WORK ORDER >> Whenever a line in the listing contains "processed", copy that line.

SOURCE DATA >>
//! Reply generation.
//!
//! Supports:
//! - **Gemini**: Google AI Studio via rig-core (default)
//! - **Anthropic**: Direct API access via rig-core
//! - **OpenAI**: Direct API access via rig-core
//!
//! The pipeline only sees `ReplyGenerator`; `RigReplyGenerator` bridges a
//! rig `CompletionModel` to it.

mod rig_adapter;

pub use rig_adapter::RigReplyGenerator;

use std::fmt;
use std::str::FromStr;
use std::sync::Arc;

use async_trait::async_trait;
use rig::client::CompletionClient;
use secrecy::ExposeSecret;

use crate::error::LlmError;

/// Turns a prompt into reply text.
#[async_trait]
pub trait ReplyGenerator: Send + Sync {
    fn model_name(&self) -> &str;

    /// Generate reply text. `EmptyResponse` is final for the message; other
    /// failures are retried.
    async fn generate(&self, prompt: &str) -> Result<String, LlmError>;
}

/// Supported LLM backends.
#[derive(Debug, Clone, Copy, PartialEq, Eq)]
pub enum LlmBackend {
    Gemini,
    Anthropic,
    OpenAi,
}

impl LlmBackend {
    pub fn as_str(&self) -> &'static str {
        match self {
            Self::Gemini => "gemini",
            Self::Anthropic => "anthropic",
            Self::OpenAi => "openai",
        }
    }
}

impl fmt::Display for LlmBackend {
    fn fmt(&self, f: &mut fmt::Formatter<'_>) -> fmt::Result {
        f.write_str(self.as_str())
    }
}

impl FromStr for LlmBackend {
    type Err = String;

    fn from_str(s: &str) -> Result<Self, Self::Err> {
        match s.trim().to_ascii_lowercase().as_str() {
            "gemini" | "google" => Ok(Self::Gemini),
            "anthropic" | "claude" => Ok(Self::Anthropic),
            "openai" => Ok(Self::OpenAi),
            other => Err(format!("unknown LLM backend: {other}")),
        }
    }
}

/// Configuration for creating a reply generator.
#[derive(Debug, Clone)]
pub struct LlmConfig {
    pub backend: LlmBackend,
    pub api_key: secrecy::SecretString,
    pub model: String,
}

/// Create a reply generator from configuration.
///
/// Must be called from within a Tokio runtime: building the rig agent
/// spawns its tool server task.
pub fn create_generator(config: &LlmConfig) -> Result<Arc<dyn ReplyGenerator>, LlmError> {
    match config.backend {
        LlmBackend::Gemini => create_gemini_generator(config),
        LlmBackend::Anthropic => create_anthropic_generator(config),
        LlmBackend::OpenAi => create_openai_generator(config),
    }
}

fn create_gemini_generator(config: &LlmConfig) -> Result<Arc<dyn ReplyGenerator>, LlmError> {
    use rig::providers::gemini;

    let client: rig::client::Client<gemini::client::GeminiExt> =
        gemini::Client::new(config.api_key.expose_secret()).map_err(|e| {
            LlmError::RequestFailed {
                provider: "gemini".to_string(),
                reason: format!("Failed to create Gemini client: {}", e),
            }
        })?;

    let model = client.completion_model(&config.model);
    tracing::info!("Using Gemini (model: {})", config.model);
    Ok(Arc::new(RigReplyGenerator::new(model, "gemini", &config.model)))
}

fn create_anthropic_generator(config: &LlmConfig) -> Result<Arc<dyn ReplyGenerator>, LlmError> {
    use rig::providers::anthropic;

    let client: rig::client::Client<anthropic::client::AnthropicExt> =
        anthropic::Client::new(config.api_key.expose_secret()).map_err(|e| {
            LlmError::RequestFailed {
                provider: "anthropic".to_string(),
                reason: format!("Failed to create Anthropic client: {}", e),
            }
        })?;

    let model = client.completion_model(&config.model);
    tracing::info!("Using Anthropic (model: {})", config.model);
    Ok(Arc::new(RigReplyGenerator::new(model, "anthropic", &config.model)))
}

fn create_openai_generator(config: &LlmConfig) -> Result<Arc<dyn ReplyGenerator>, LlmError> {
    use rig::providers::openai;

    let client: rig::client::Client<openai::client::OpenAIResponsesExt> =
        openai::Client::new(config.api_key.expose_secret()).map_err(|e| {
            LlmError::RequestFailed {
                provider: "openai".to_string(),
                reason: format!("Failed to create OpenAI client: {}", e),
            }
        })?;

    let model = client.completion_model(&config.model);
    tracing::info!("Using OpenAI (model: {})", config.model);
    Ok(Arc::new(RigReplyGenerator::new(model, "openai", &config.model)))
}

#[cfg(test)]
mod tests {
    use super::*;

    #[tokio::test]
    async fn test_create_gemini_generator_with_any_key() {
        // rig-core clients accept any string as API key at construction time.
        // The actual auth failure happens when making a request.
        let config = LlmConfig {
            backend: LlmBackend::Gemini,
            api_key: secrecy::SecretString::from("test-key"),
            model: "gemini-1.5-flash".to_string(),
        };
        let generator = create_generator(&config);
        assert!(generator.is_ok());
        assert_eq!(generator.unwrap().model_name(), "gemini-1.5-flash");
    }

    #[tokio::test]
    async fn test_create_anthropic_generator() {
        let config = LlmConfig {
            backend: LlmBackend::Anthropic,
            api_key: secrecy::SecretString::from("sk-ant-test"),
            model: "claude-3-5-haiku-latest".to_string(),
        };
        let generator = create_generator(&config);
        assert!(generator.is_ok());
        assert_eq!(generator.unwrap().model_name(), "claude-3-5-haiku-latest");
    }

    #[tokio::test]
    async fn test_create_openai_generator() {
        let config = LlmConfig {
            backend: LlmBackend::OpenAi,
            api_key: secrecy::SecretString::from("sk-test"),
            model: "gpt-4o-mini".to_string(),
        };
        assert!(create_generator(&config).is_ok());
    }

    #[test]
    fn backend_parsing() {
        assert_eq!("Gemini".parse::<LlmBackend>(), Ok(LlmBackend::Gemini));
        assert_eq!("claude".parse::<LlmBackend>(), Ok(LlmBackend::Anthropic));
        assert_eq!("openai".parse::<LlmBackend>(), Ok(LlmBackend::OpenAi));
        assert!("llama".parse::<LlmBackend>().is_err());
    }
}
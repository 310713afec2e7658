//! Storage traits: credential store, cursor store, and durable job queue.
//!
//! The pipeline only depends on these traits. `LibSqlBackend` implements
//! all three on one database; `Database` is the combined bound.

use std::time::Duration;

use async_trait::async_trait;
use uuid::Uuid;

use crate::error::DatabaseError;
use crate::pipeline::types::{
    DeadLetter, Delivery, HistoryId, Mailbox, NotificationJob, ProviderKind, QueueStats,
};

/// Bounded retries for a contended cursor compare-and-swap.
const MAX_CURSOR_CAS_ATTEMPTS: usize = 16;

/// Maps a mailbox to its provider and credential.
#[async_trait]
pub trait CredentialStore: Send + Sync {
    /// Look up a mailbox by email address.
    async fn get_credential(&self, email: &str) -> Result<Option<Mailbox>, DatabaseError>;

    /// Look up a mailbox by its provider-side account id.
    async fn find_by_account(
        &self,
        provider: ProviderKind,
        account_id: &str,
    ) -> Result<Option<Mailbox>, DatabaseError>;

    /// Create a mailbox, or replace its credential on re-authorization.
    ///
    /// Re-authorization resets the cursor and clears the re-auth flag.
    /// Changing the provider of an existing mailbox is a constraint error.
    async fn upsert_credential(
        &self,
        email: &str,
        provider: ProviderKind,
        account_id: &str,
        access_token: &str,
    ) -> Result<Mailbox, DatabaseError>;

    /// Mark a mailbox as needing re-authorization.
    async fn flag_reauth(&self, email: &str) -> Result<(), DatabaseError>;
}

/// Per-mailbox last-processed history position.
#[async_trait]
pub trait CursorStore: Send + Sync {
    /// Current cursor; `NotFound` if the mailbox does not exist.
    async fn get_cursor(&self, email: &str) -> Result<Option<HistoryId>, DatabaseError>;

    /// Set the cursor to `new` only if it currently equals `expected`.
    async fn compare_and_set_cursor(
        &self,
        email: &str,
        expected: Option<HistoryId>,
        new: HistoryId,
    ) -> Result<bool, DatabaseError>;

    /// Move the cursor forward to `new`, never backward.
    ///
    /// Returns `false` when the stored cursor is already at or past `new`.
    async fn advance_cursor(&self, email: &str, new: HistoryId) -> Result<bool, DatabaseError> {
        for _ in 0..MAX_CURSOR_CAS_ATTEMPTS {
            let current = self.get_cursor(email).await?;
            if current.is_some_and(|c| c >= new) {
                return Ok(false);
            }
            if self.compare_and_set_cursor(email, current, new).await? {
                return Ok(true);
            }
            tracing::debug!(mailbox = email, new, "Cursor CAS lost a race, retrying");
        }
        Err(DatabaseError::Constraint(format!(
            "cursor for {email} still contended after {MAX_CURSOR_CAS_ATTEMPTS} attempts"
        )))
    }
}

/// At-least-once job queue with leases and a dead-letter state.
#[async_trait]
pub trait JobQueue: Send + Sync {
    /// Persist a job and make it visible to workers.
    async fn enqueue(&self, job: &NotificationJob) -> Result<(), DatabaseError>;

    /// Claim the next available job for `lease`.
    async fn dequeue(&self, lease: Duration) -> Result<Option<Delivery>, DatabaseError>;

    /// Remove a successfully processed job. `false` if the lease was lost.
    async fn ack(&self, delivery: &Delivery) -> Result<bool, DatabaseError>;

    /// Return a job for redelivery after `retry_in`. `false` if the lease was lost.
    async fn nack(
        &self,
        delivery: &Delivery,
        retry_in: Duration,
        error: &str,
    ) -> Result<bool, DatabaseError>;

    /// Park a job for manual inspection. `false` if the lease was lost.
    async fn dead_letter(&self, delivery: &Delivery, reason: &str) -> Result<bool, DatabaseError>;

    /// Most recent dead-lettered jobs.
    async fn list_dead_letters(&self, limit: usize) -> Result<Vec<DeadLetter>, DatabaseError>;

    /// Put a dead-lettered job back in the queue with a fresh attempt budget.
    async fn requeue_dead_letter(&self, id: Uuid) -> Result<bool, DatabaseError>;

    /// Job counts per state.
    async fn queue_stats(&self) -> Result<QueueStats, DatabaseError>;
}

/// Everything the service persists.
pub trait Database: CredentialStore + CursorStore + JobQueue {}

impl<T: CredentialStore + CursorStore + JobQueue> Database for T {}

ANSWER SECTION >>
/// Per-mailbox last-processed history position.
    /// Remove a successfully processed job. `false` if the lease was lost.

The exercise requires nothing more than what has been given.